Text: Deuteronomy 9:1-29

“Know therefore today that he who goes over before you as a consuming fire is the Lord your God.” —Deuteronomy 9:3

For those of us living in the U.S., authorities say that the next couple of weeks will be the most critical regarding the Covid-19 pandemic. This will be our “peak” moments of confrontation with this invisible Coronavirus giant, when it’s expected to hit closest to home for many of us. As we deliberate this grim forecast, may I reassure you of ONE UNCHANGEABLE TRUTH…

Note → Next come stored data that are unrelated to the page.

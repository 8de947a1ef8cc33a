//! A carry-less binary range coder.
//!
//! The coder keeps an interval `[low, high]` of 32-bit values. Every bit splits the interval
//! proportionally to its probability. Whenever the top 16 bits of `low` and `high` agree they can
//! no longer change, so they are streamed out as a big-endian 16-bit word. Since the interval is
//! always kept non-empty and the emitted word is the shared prefix, no carry ever propagates into
//! bytes already written.

use crate::channel::{BitDecoder, BitEncoder};
use crate::{CodecError, Prob, Result, K_LOG2};

/// Mask selecting the top 16 bits of the interval bounds.
const TOP_MASK: u32 = 0xFFFF_0000;

/// How many bits are shifted out of the interval bounds at each renormalization.
const WORD_BITS: u32 = 16;

#[inline(always)]
fn split(low: u32, high: u32, p0: Prob) -> u32 {
    low + (((high - low) as u64 * p0 as u64) >> K_LOG2) as u32
}

/// The encoding half of the range coder.
#[derive(Clone, Debug)]
pub struct RangeEncoder {
    low: u32,
    high: u32,
    /// The words streamed out so far, big endian.
    stream: Vec<u8>,
}

impl Default for RangeEncoder {
    fn default() -> Self {
        Self::new()
    }
}

impl RangeEncoder {
    pub fn new() -> Self {
        Self::with_buffer(Vec::new())
    }

    /// Creates an encoder appending its words to `stream`.
    ///
    /// Bytes already in `stream` (e.g., a header) are left untouched.
    pub fn with_buffer(stream: Vec<u8>) -> Self {
        Self {
            low: 0,
            high: u32::MAX,
            stream,
        }
    }

    /// Returns the number of bytes written so far.
    pub fn len(&self) -> usize {
        self.stream.len()
    }

    pub fn is_empty(&self) -> bool {
        self.stream.is_empty()
    }

    #[inline(always)]
    fn push_word(&mut self, word: u16) {
        self.stream.extend_from_slice(&word.to_be_bytes());
    }

    /// Flushes the current upper bound as two words and returns the stream.
    pub fn finish(mut self) -> Vec<u8> {
        self.push_word((self.high >> WORD_BITS) as u16);
        self.push_word(self.high as u16);
        self.stream
    }
}

impl BitEncoder for RangeEncoder {
    #[inline]
    fn encode_bit(&mut self, bit: bool, p0: Prob) {
        assert!(bit || p0 != 0, "A bit with zero probability cannot be encoded");
        debug_assert!(self.low <= self.high);

        let mid = split(self.low, self.high, p0);

        if bit {
            self.low = mid + 1;
        } else {
            self.high = mid;
        }

        while (self.low ^ self.high) & TOP_MASK == 0 {
            self.push_word((self.high >> WORD_BITS) as u16);
            self.low <<= WORD_BITS;
            self.high = (self.high << WORD_BITS) | 0xFFFF;
        }
    }
}

/// The decoding half of the range coder.
#[derive(Clone, Debug)]
pub struct RangeDecoder<'a> {
    low: u32,
    high: u32,
    code: u32,
    stream: &'a [u8],
    /// The index of the next byte of `stream` to be read.
    stream_pointer: usize,
}

impl<'a> RangeDecoder<'a> {
    /// Creates a decoder reading the stream starting at the beginning of `stream`.
    pub fn new(stream: &'a [u8]) -> Result<Self> {
        Self::with_offset(stream, 0)
    }

    /// Creates a decoder reading the stream starting at `offset`.
    pub fn with_offset(stream: &'a [u8], offset: usize) -> Result<Self> {
        let mut decoder = Self {
            low: 0,
            high: u32::MAX,
            code: 0,
            stream,
            stream_pointer: offset,
        };
        let hi = decoder.read_word()?;
        let lo = decoder.read_word()?;
        decoder.code = (hi as u32) << WORD_BITS | lo as u32;
        Ok(decoder)
    }

    /// Returns the offset of the next byte to be read.
    pub fn position(&self) -> usize {
        self.stream_pointer
    }

    fn read_word(&mut self) -> Result<u16> {
        let end = self.stream_pointer + 2;
        let bytes = self
            .stream
            .get(self.stream_pointer..end)
            .ok_or(CodecError::TruncatedStream {
                offset: self.stream_pointer,
                needed: end - self.stream.len().max(self.stream_pointer),
            })?;
        self.stream_pointer = end;
        Ok(u16::from_be_bytes([bytes[0], bytes[1]]))
    }
}

impl BitDecoder for RangeDecoder<'_> {
    #[inline]
    fn decode_bit(&mut self, p0: Prob) -> Result<bool> {
        let mid = split(self.low, self.high, p0);
        let bit = self.code > mid;

        if bit {
            self.low = mid + 1;
        } else {
            self.high = mid;
        }

        while (self.low ^ self.high) & TOP_MASK == 0 {
            self.low <<= WORD_BITS;
            self.high = (self.high << WORD_BITS) | 0xFFFF;
            self.code = (self.code << WORD_BITS) | self.read_word()? as u32;
        }
        Ok(bit)
    }
}

#[cfg(test)]
mod tests {
    use super::*;

    #[test]
    fn test_empty_stream_is_the_flushed_bound() {
        let stream = RangeEncoder::new().finish();
        assert_eq!(stream, vec![0xFF, 0xFF, 0xFF, 0xFF]);
    }

    #[test]
    fn test_header_bytes_are_preserved() {
        let mut encoder = RangeEncoder::with_buffer(vec![7, 8, 9]);
        encoder.encode_bit(true, 1 << 15);
        encoder.encode_bit(false, 1 << 15);
        let stream = encoder.finish();
        assert_eq!(&stream[..3], &[7, 8, 9]);

        let mut decoder = RangeDecoder::with_offset(&stream, 3).unwrap();
        assert!(decoder.decode_bit(1 << 15).unwrap());
        assert!(!decoder.decode_bit(1 << 15).unwrap());
    }

    #[test]
    fn test_certain_bits_emit_words() {
        let mut encoder = RangeEncoder::new();
        // almost certain zeros shrink the interval very slowly
        for _ in 0..64 {
            encoder.encode_bit(false, u16::MAX);
        }
        let stream = encoder.finish();
        let mut decoder = RangeDecoder::new(&stream).unwrap();
        for _ in 0..64 {
            assert!(!decoder.decode_bit(u16::MAX).unwrap());
        }
        assert_eq!(decoder.position(), stream.len());
    }

    #[test]
    #[should_panic]
    fn test_zero_probability_zero_bit_panics() {
        let mut encoder = RangeEncoder::new();
        encoder.encode_bit(false, 0);
    }

    #[test]
    fn test_truncated_stream() {
        let mut encoder = RangeEncoder::new();
        for i in 0..1000 {
            encoder.encode_bit(i % 3 == 0, 1 << 15);
        }
        let stream = encoder.finish();
        let truncated = &stream[..stream.len() / 2];
        let mut decoder = RangeDecoder::new(truncated).unwrap();
        let result = (0..1000).try_for_each(|_| decoder.decode_bit(1 << 15).map(|_| ()));
        assert!(matches!(result, Err(CodecError::TruncatedStream { .. })));
        assert!(matches!(
            RangeDecoder::new(&stream[..3]),
            Err(CodecError::TruncatedStream { offset: 2, needed: 1 })
        ));
    }
}
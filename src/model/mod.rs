//! Adaptive statistical models driving the binary channels.
//!
//! From the leaves up: an [`AdaptiveBitModel`](bit_model::AdaptiveBitModel) estimates a single
//! binary decision, a [`BoundedIntegerCoder`](integer_coder::BoundedIntegerCoder) chains them to
//! code integers in a known range, and a [`ContextBucket`](context_bucket::ContextBucket) uses an
//! integer coder to code block ids as positions in a self-organizing palette.

pub mod bit_model;
pub mod context_bucket;
pub mod integer_coder;
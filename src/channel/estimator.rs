use crate::channel::BitEncoder;
use crate::{Prob, K};

/// A [`BitEncoder`] that writes nothing and only accumulates the ideal cost, in bits, of the
/// decisions it is given, that is, the sum of their self-information.
///
/// Useful to measure a model without paying for an actual backend.
#[derive(Clone, Debug, Default)]
pub struct EntropyEstimator {
    /// The number of coded decisions.
    decisions: u64,
    /// The accumulated self-information, in bits.
    cost: f64,
}

impl EntropyEstimator {
    /// Returns the number of decisions coded so far.
    pub fn decisions(&self) -> u64 {
        self.decisions
    }

    /// Returns the ideal cost, in bits, of the decisions coded so far.
    pub fn cost(&self) -> f64 {
        self.cost
    }

    /// Returns the ideal cost in bytes, rounded up.
    pub fn cost_bytes(&self) -> usize {
        (self.cost / 8.0).ceil() as usize
    }
}

impl BitEncoder for EntropyEstimator {
    #[inline]
    fn encode_bit(&mut self, bit: bool, p0: Prob) {
        assert!(bit || p0 != 0, "A bit with zero probability cannot be encoded");
        let freq = if bit { K - p0 as u32 } else { p0 as u32 };
        self.decisions += 1;
        self.cost -= f64::log2(freq as f64 / K as f64);
    }
}
use mem_dbg::{MemDbg, MemSize};

use crate::channel::{BitDecoder, BitEncoder};
use crate::model::integer_coder::{BoundedIntegerCoder, IntegerCoderConfig};
use crate::{BlockId, Result};

/// The default divisor of the promotion bias of a [`ContextBucket`].
pub const DEFAULT_PROMOTION_DIVISOR: u64 = 32;

/// The adaptive state of one context: a self-organizing copy of the palette and the integer
/// coder used to code positions in it.
///
/// Every block is coded as its current position in the bucket palette. After each block, the
/// block moves towards the front past every entry whose count does not exceed its own by more
/// than a bias of `1 + hits / promotion_divisor`, where `hits` is the number of blocks coded in
/// this bucket so far.
#[derive(Clone, Debug, MemDbg, MemSize)]
pub struct ContextBucket {
    /// The block ids, in their current order.
    palette: Vec<BlockId>,
    /// The number of occurrences of each block id, indexed by id.
    freq: Vec<u32>,
    hits: u64,
    promotion_divisor: u64,
    coder: BoundedIntegerCoder,
}

impl ContextBucket {
    /// Creates a bucket for a palette of `palette_size` block ids, in their natural order.
    ///
    /// # Panics
    /// If `palette_size` is zero or larger than 2¹⁶, or if `promotion_divisor` is zero.
    pub fn new(palette_size: usize, promotion_divisor: u64, config: IntegerCoderConfig) -> Self {
        assert!(
            palette_size > 0 && palette_size <= 1 << 16,
            "Invalid palette size {}",
            palette_size
        );
        assert!(promotion_divisor > 0, "The promotion divisor must be positive");
        Self {
            palette: (0..palette_size).map(|id| id as BlockId).collect(),
            freq: vec![0; palette_size],
            hits: 0,
            promotion_divisor,
            coder: BoundedIntegerCoder::new(config),
        }
    }

    /// Returns the block ids in their current order.
    pub fn palette(&self) -> &[BlockId] {
        &self.palette
    }

    /// Returns the number of blocks coded with this bucket.
    pub fn hits(&self) -> u64 {
        self.hits
    }

    #[inline(always)]
    fn max_index(&self) -> u32 {
        (self.palette.len() - 1) as u32
    }

    /// Encodes `id`.
    ///
    /// # Panics
    /// If `id` is not in the palette.
    pub fn write(&mut self, channel: &mut impl BitEncoder, id: BlockId) {
        let index = self
            .palette
            .iter()
            .position(|&entry| entry == id)
            .unwrap_or_else(|| panic!("Block id {} is outside a palette of {}", id, self.palette.len()));

        self.coder.write(channel, index as u32, self.max_index());
        self.promote(index);
    }

    /// Decodes a block id.
    pub fn read(&mut self, channel: &mut impl BitDecoder) -> Result<BlockId> {
        let index = self.coder.read(channel, self.max_index())? as usize;
        let id = self.palette[index];
        self.promote(index);
        Ok(id)
    }

    /// Records an occurrence of the block at `index` and moves it towards the front.
    fn promote(&mut self, mut index: usize) {
        let id = self.palette[index];
        self.freq[id as usize] += 1;
        self.hits += 1;

        let threshold = self.freq[id as usize] as u64 + 1 + self.hits / self.promotion_divisor;
        while index > 0 && self.freq[self.palette[index - 1] as usize] as u64 <= threshold {
            self.palette[index] = self.palette[index - 1];
            index -= 1;
        }
        self.palette[index] = id;
    }
}
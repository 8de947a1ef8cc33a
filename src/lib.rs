//! Lossless compression of voxel block-ID grids.
//!
//! Every voxel is coded as an index into a per-context, frequency-ordered copy of the region
//! palette. Contexts are selected by hashing already-coded neighbors, indices are turned into
//! adaptive binary decisions, and the decisions are entropy coded by one of two interchangeable
//! [channels](channel): a carry-less range coder or a uABS coder.

pub mod channel;
pub mod cli;
pub mod codec;
pub mod error;
pub mod grid;
pub mod model;
pub mod region;
pub mod utils;

pub use error::{CodecError, Result};

/// Log2 of the probability precision.
pub const K_LOG2: usize = 16;

/// The probability precision: a probability `p` stands for `p / K`.
pub const K: u32 = 1 << K_LOG2;

/// The type representing the probability of a bit being zero, scaled by [`K`].
pub type Prob = u16;

/// The type representing a palette-relative block identifier.
///
/// Block identifiers are assigned by the region [palette](grid::Palette) and are bounded to 16 bits,
/// which is also the precision ceiling of the [integer coder](model::integer_coder::BoundedIntegerCoder).
pub type BlockId = u16;

/// Side length of the square horizontal footprint of a chunk.
pub const CHUNK_SIDE: usize = 16;
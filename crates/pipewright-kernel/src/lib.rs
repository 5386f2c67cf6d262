//! pipewright-kernel: the pipeline execution engine.
//!
//! This crate provides:
//!
//! - **Node**: copy-on-write descriptions of external commands and in-process
//!   functions, with argument formatting, redirections and suppression
//! - **Streams**: bounded in-memory edges with backpressure
//! - **Executor**: launches a pipeline source to sink and supervises it to a
//!   `PipelineResult`
//! - **Parallel groups**: bounded fan-out (`fork`, `demux`)
//! - **Cancellation**: downstream-first teardown with kill escalation
//! - **Functions**: the `NodeFunction` trait and a small builtin library
//! - **Config**: `EngineConfig` loaded from the XDG config directory

pub mod config;
pub mod error;
pub mod functions;
pub mod node;
pub mod scheduler;

pub use config::{EngineConfig, host_parallelism};
pub use error::{EngineError, EngineResult, GraphError, LaunchError, StreamError};
pub use functions::{FunctionNode, FunctionRegistry, NodeFunction, NodeIo};
pub use node::{Handle, Node, NodeExit, Sink, Source, StderrBinding};
pub use scheduler::{
    GroupStats, IterationOrder, MemberHandle, MemberOutcome, ParallelGroup, Pipeline,
    PipelineState, RunningPipeline, StreamReader, StreamWriter, stream,
};

// Result and policy types, re-exported so most users need only this crate.
pub use pipewright_types::{
    BufferMode, BufferPolicy, NodeFailure, NodeReport, PipelineResult, StatusMatch, Suppression,
};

The Lord has already gone before us. He abides in the future. He is not just aware of the days ahead; these coming days are in the palm of His hand. He’s already there. God exists in that place of our deepest dread—that place causing us the greatest fear. That place called tomorrow.

In Deuteronomy 9, the destiny of God’s people was about to bring them face to face with enormous giants they had never seen before. Their future would consist of reputed adversaries, “great and tall,” of intimidating stature. They were the sons of Anakim, “whom you know, and of whom you have heard it said, ‘Who can stand before the sons of Anak?’” They were paralyzing God’s people with gripping fear—a terror that made them feel so vulnerable that they thought of themselves as “grasshoppers” (Numbers 13:33) doomed for defeat. Moses challenged the people’s fears over and over again (Deuteronomy 2-3), reassuring them of God’s supremacy over the battle for their future. Then he gives them this charge:

“Know therefore today that he who goes over before you as a consuming fire is the Lord your God. He will destroy them [these giants] and subdue them before you. So you shall drive them out and make them perish quickly, as the Lord has promised you.” —Deuteronomy 9:3

Do you see the Lord as a “consuming fire” going over before you? Do you believe that the winds, the waves, and even viruses still know His name? The battle mentioned in Deuteronomy was much too big for God’s people, but not too big for the LORD. They were admonished by two mutually inclusive facts: That in themselves, the battle was impossible (without Me you can do nothing, John 15:5), but with God the battle could not be lost (I can do all things through Christ who strengthens me, Philippians 4:13).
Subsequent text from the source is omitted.